Stallings makes winter’s well-trod canvas (ending, death, transition) paint a setting for her poem. She also makes winter personify grief and physical pain. The poem’s last line triggers its final and unexpected transformation when the reader (or the speaker) bears the blood of wounds and thus directly participates in the hero’s metaphorical death and hunt for glory. We are the foolish hero?

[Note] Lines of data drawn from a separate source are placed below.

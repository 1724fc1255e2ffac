/*
 * SPDX-FileCopyrightText: 2025 Doublets contributors
 *
 * SPDX-License-Identifier: Apache-2.0 OR LGPL-2.1-or-later
 */

use anyhow::Result;
use doublets::cli::{cli_main, init_envlogger};

pub fn main() -> Result<()> {
    // Initialize the logger
    init_envlogger()?;
    // Call the main function of the CLI with cli args
    cli_main(std::env::args_os())
}
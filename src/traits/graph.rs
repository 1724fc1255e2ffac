/*
 * SPDX-FileCopyrightText: 2025 Doublets contributors
 *
 * SPDX-License-Identifier: Apache-2.0 OR LGPL-2.1-or-later
 */

/// A graph providing random access to the successors of its nodes.
///
/// Nodes are dense integers in `0..num_nodes()`. The algorithms of this crate
/// work on undirected graphs, which are represented as symmetric directed
/// graphs without loops: every edge `{x, y}` appears as the two arcs `(x, y)`
/// and `(y, x)`.
///
/// The successors are returned as a slice, as the breadth-first visits
/// scanning them are the innermost loops of the crate.
pub trait RandomAccessGraph {
    /// Returns the number of nodes of the graph.
    fn num_nodes(&self) -> usize;

    /// Returns the number of arcs of the graph.
    ///
    /// For a symmetric graph this is twice the number of edges.
    fn num_arcs(&self) -> u64;

    /// Returns the successors of a node, sorted by increasing node.
    fn successors(&self, node: usize) -> &[usize];

    /// Returns the number of successors of a node.
    #[inline(always)]
    fn outdegree(&self, node: usize) -> usize {
        self.successors(node).len()
    }
}

impl<G: RandomAccessGraph + ?Sized> RandomAccessGraph for &G {
    #[inline(always)]
    fn num_nodes(&self) -> usize {
        (**self).num_nodes()
    }

    #[inline(always)]
    fn num_arcs(&self) -> u64 {
        (**self).num_arcs()
    }

    #[inline(always)]
    fn successors(&self, node: usize) -> &[usize] {
        (**self).successors(node)
    }

    #[inline(always)]
    fn outdegree(&self, node: usize) -> usize {
        (**self).outdegree(node)
    }
}
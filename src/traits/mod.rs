/*
 * SPDX-FileCopyrightText: 2025 Doublets contributors
 *
 * SPDX-License-Identifier: Apache-2.0 OR LGPL-2.1-or-later
 */

//! # Traits
//! This modules contains the traits that are used throughout the crate.
//! They are collected into a module so you can do `use doublets::traits::*;`
//! for ease of use.

mod graph;
pub use graph::*;
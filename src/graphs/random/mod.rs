/*
 * SPDX-FileCopyrightText: 2025 Doublets contributors
 *
 * SPDX-License-Identifier: Apache-2.0 OR LGPL-2.1-or-later
 */

//! Random graphs.

mod er;
pub use er::ErdosRenyi;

Yes! A grand, extravagant epic simile for starting out the New Year. How not to admire the transformations that the poem’s epic simile sustains to its very end? (The simile at the beginning of the excerpt invites readers to compare a hero’s death to a kestrel or a contrail, just one of many amazing moments in this poem.) But Stallings does nothing by half-measures. The glory and vanity of pursuing a hero’s death transforms into a deer, and the hunted deer wondrously into the hunter, and then again into chance. The poem figuratively alters nature so that it is no longer merely a victim of human violence but has a danger of its own (the gun suggested by the crack of a clean report). Stallings refuses to separate hunter from hunted or to distinguish violence. And pity our hero.His great glorious “hero’s death,” that chance to matter, to be remembered, and thus escape time and death, leaps away.

Suddenly, the poem feels different. Maybe it’s not just about the hero’s death, but the death of heroes. Perhaps maintaining these mythologized personas enacts a kind of violence. Hunting for heroes, believing in them, can wound or hamper our sight.